Once an adequate opening is created posteriorly, stenting is generally employed for approximately 12 weeks. In the normal newborn, a 3.5mm Silastic endotracheal tube is used as a stent. Red rubber catheters are passed through the nose and attached to the stent with silk sutures to place the stent in the child’s nose. As can be seen from figure 1, the stents are allowed to extend approximately 5mm beyond the nasal alae and are secured with a suture passed through a portion of the endotracheal tube. Use of an endotracheal tube bridge is imperative to prevent columellar erosion. The child’s parents are given specific instructions regarding the appropriate use of humidification with saline drops and suctioning. A suction catheter is measured in the operating room before the completion of the surgical procedure to provide the nurses and parents with a guide to the length of the stent that must be suctioned. Although the stents usually are left in place for approximately 12 weeks, they are changed in the operating room after 6 weeks to dilate the repaired region and to minimize the possibility of stent occlusion. Once the stents are removed, the use of topical corticosteroids may be necessary to diminish granulation tissue formation. In addition, choanal dilation may be necessary in some patients.

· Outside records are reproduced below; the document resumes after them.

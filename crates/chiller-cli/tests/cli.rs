//! End-to-end tests for the `chiller` binary.
//!
//! Every command runs with its config directory pointed into a temp dir so
//! the user's own configuration never leaks into the results.

use std::fs;
use std::path::Path;

use assert_cmd::Command;
use predicates::prelude::*;
use tempfile::TempDir;

fn chiller(home: &Path) -> Command {
    let mut cmd = Command::cargo_bin("chiller").unwrap();
    cmd.env("HOME", home).env("XDG_CONFIG_HOME", home.join(".config"));
    cmd
}

#[test]
fn fields_lists_builtin_table() {
    let home = TempDir::new().unwrap();

    chiller(home.path())
        .arg("fields")
        .assert()
        .success()
        .stdout(predicate::str::contains("net_capacity_kw"))
        .stdout(predicate::str::contains("refrigerant"));
}

#[test]
fn fields_includes_configured_extras() {
    let home = TempDir::new().unwrap();
    let config = home.path().join("chiller.json");
    fs::write(
        &config,
        r#"{"extraction": {"extra_fields": [
            {"key": "serial_number", "pattern": "Serial\\s+(\\S+)", "class": "text"}
        ]}}"#,
    )
    .unwrap();

    chiller(home.path())
        .args(["--config", config.to_str().unwrap(), "fields", "-f", "json"])
        .assert()
        .success()
        .stdout(predicate::str::contains("\"serial_number\""));
}

#[test]
fn invalid_extra_field_is_rejected() {
    let home = TempDir::new().unwrap();
    let config = home.path().join("chiller.json");
    fs::write(
        &config,
        r#"{"extraction": {"extra_fields": [
            {"key": "broken", "pattern": "no group here", "class": "numeric"}
        ]}}"#,
    )
    .unwrap();

    chiller(home.path())
        .args(["-c", config.to_str().unwrap(), "fields"])
        .assert()
        .failure()
        .stderr(predicate::str::contains("invalid field definition 'broken'"));
}

#[test]
fn extract_corrupt_file_is_unreadable() {
    let home = TempDir::new().unwrap();
    let input = home.path().join("broken.pdf");
    fs::write(&input, b"this is not a pdf at all").unwrap();

    chiller(home.path())
        .args(["extract", input.to_str().unwrap()])
        .assert()
        .failure()
        .stderr(predicate::str::contains("document unreadable"));
}

#[test]
fn extract_missing_file_fails() {
    let home = TempDir::new().unwrap();

    chiller(home.path())
        .args(["extract", "does-not-exist.pdf"])
        .assert()
        .failure()
        .stderr(predicate::str::contains("Input file not found"));
}

#[test]
fn compare_requires_both_inputs() {
    let home = TempDir::new().unwrap();
    let input = home.path().join("a.pdf");
    fs::write(&input, b"%PDF-1.4").unwrap();

    chiller(home.path())
        .args(["compare", input.to_str().unwrap(), "missing-b.pdf"])
        .assert()
        .failure()
        .stderr(predicate::str::contains("missing-b.pdf"));
}

#[test]
fn batch_without_matches_fails() {
    let home = TempDir::new().unwrap();
    let pattern = home.path().join("*.pdf");

    chiller(home.path())
        .args(["batch", pattern.to_str().unwrap()])
        .assert()
        .failure()
        .stderr(predicate::str::contains("No matching files"));
}

#[test]
fn batch_continue_on_error_writes_summary() {
    let home = TempDir::new().unwrap();
    let inputs = home.path().join("in");
    let out = home.path().join("out");
    fs::create_dir_all(&inputs).unwrap();
    fs::write(inputs.join("a.pdf"), b"garbage").unwrap();
    fs::write(inputs.join("notes.txt"), b"ignored").unwrap();

    chiller(home.path())
        .args([
            "batch",
            inputs.join("*").to_str().unwrap(),
            "-o",
            out.to_str().unwrap(),
            "--summary",
            "--continue-on-error",
        ])
        .assert()
        .success()
        .stdout(predicate::str::contains("Found 1 files"));

    let summary = fs::read_to_string(out.join("summary.csv")).unwrap();
    let mut lines = summary.lines();
    assert!(lines.next().unwrap().starts_with("filename,status,fields_found,"));
    let row = lines.next().unwrap();
    assert!(row.starts_with("a.pdf,error,"));
    assert!(row.contains("document unreadable"));
}

#[test]
fn config_init_get_set_roundtrip() {
    let home = TempDir::new().unwrap();
    let config = home.path().join("conf").join("chiller.json");
    let config = config.to_str().unwrap();

    chiller(home.path())
        .args(["-c", config, "config", "init"])
        .assert()
        .success();

    chiller(home.path())
        .args(["-c", config, "config", "get", "opex.years"])
        .assert()
        .success()
        .stdout(predicate::str::diff("10\n"));

    chiller(home.path())
        .args(["-c", config, "config", "set", "opex.electricity_price", "0.2"])
        .assert()
        .success();

    chiller(home.path())
        .args(["-c", config, "config", "get", "opex.electricity_price"])
        .assert()
        .success()
        .stdout(predicate::str::diff("0.2\n"));

    chiller(home.path())
        .args(["-c", config, "config", "init"])
        .assert()
        .failure()
        .stderr(predicate::str::contains("already exists"));
}

#[test]
fn config_set_rejects_unknown_key() {
    let home = TempDir::new().unwrap();
    let config = home.path().join("chiller.json");

    chiller(home.path())
        .args(["-c", config.to_str().unwrap(), "config", "set", "opex.colour", "blue"])
        .assert()
        .failure()
        .stderr(predicate::str::contains("Configuration key not found"));

    assert!(!config.exists());
}

#[test]
fn config_path_reports_default_location() {
    let home = TempDir::new().unwrap();

    chiller(home.path())
        .args(["config", "path"])
        .assert()
        .success()
        .stdout(predicate::str::contains("chiller"))
        .stdout(predicate::str::contains("not created"));
}

#[test]
fn explicit_missing_config_fails() {
    let home = TempDir::new().unwrap();

    chiller(home.path())
        .args(["-c", "nowhere/chiller.json", "fields"])
        .assert()
        .failure()
        .stderr(predicate::str::contains("Config file not found"));
}
//! PDF processing module.

mod extractor;
mod join;

pub use extractor::PdfExtractor;
pub use join::join_pages;

use crate::error::PdfError;

/// Result type for PDF operations.
pub type Result<T> = std::result::Result<T, PdfError>;

/// Trait for PDF processing implementations.
///
/// Pages are 1-indexed. A page without a text layer (e.g. a scanned image)
/// yields an empty string rather than an error.
pub trait PdfProcessor {
    /// Load a PDF from bytes.
    fn load(&mut self, data: &[u8]) -> Result<()>;

    /// Get the number of pages in the PDF.
    fn page_count(&self) -> u32;

    /// Extract text from a specific page.
    fn extract_page_text(&self, page: u32) -> Result<String>;

    /// Extract text from the entire PDF as one string, pages in order.
    fn extract_text(&self) -> Result<String> {
        let pages = (1..=self.page_count())
            .map(|page| self.extract_page_text(page))
            .collect::<Result<Vec<_>>>()?;
        Ok(join_pages(&pages))
    }
}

This approach generally is reserved for older children with unilateral choanal atresia. Because the growth patterns of the septum and mid-face are not well understood, this technique is not recommended in the neonate. Additionally, the small size of the neonatal nose precludes adequate visualization for this approach. Stenting is accomplished in the method previously described. A sublabial extension of the transseptal approach has been described to improve superior visualization.


Because of the development of teeth withing the maxillary sinuses, the transantral approach is viable only in older patients. Its utility appears limited, however, and this approach is rarely used.


I most frequently employ the transpalatal route for the repair of choanal atresia. Without question, visualization is superior with this method in comparison to those described previously. However, in the neonate or young child, the question of impaired palatal growth secondary to the surgical procedure must be kept in mind. However, I think this potential risk is worth accepting because my results are better with this technique.

The procedure is carried out with the patient in the supine position and the head hyperextended. A mouth gag with an appropriately small tongue blade is used to provide exposure, and, after infiltration of local anesthesia, a horseshoe-type incision is developed several millimeters posterior to the alveolar ridge. A periosteal elevator is used to develop a mucoperiosteal flap based on the greater palatine vessels. Once the posterior edge of the hard palate is reached, the mucosa is divided to provide access to the atretic plate. An attempt is made to maintain mucosal flaps on both sides of the atretic plate as the atretic plate, the posterior vomer, and the medial aspect of the posterior maxilla are removed with a diamond bur,otologic currete, or a rongeur. If mucosal flaps have been maintained. They can be transposed to provide covering of the superior and inferior surfaces of the choanae and stents are placed as described previously. The palatal flap is reapproximately loosely anteriorly with absorbable sutures.


The repair of  unilateral and bilateral choanal atresia is a challenging problem. Surgical fairlure is a real possibility in up to one-third of patients who undergo repair . Given this, careful counseling of the parents is important before embarking on surgical repair. Should stenosis develop after surgical repair, the patients generally have slowly progressive respiratory difficulties without acute distress. With this in mind, revision surgery or dilation, or both, may be carried out. Patients and their parents can expect an overall excellent outcome in the repair of this condition but should have realistic expectations regarding the length of time it may take to effect repair.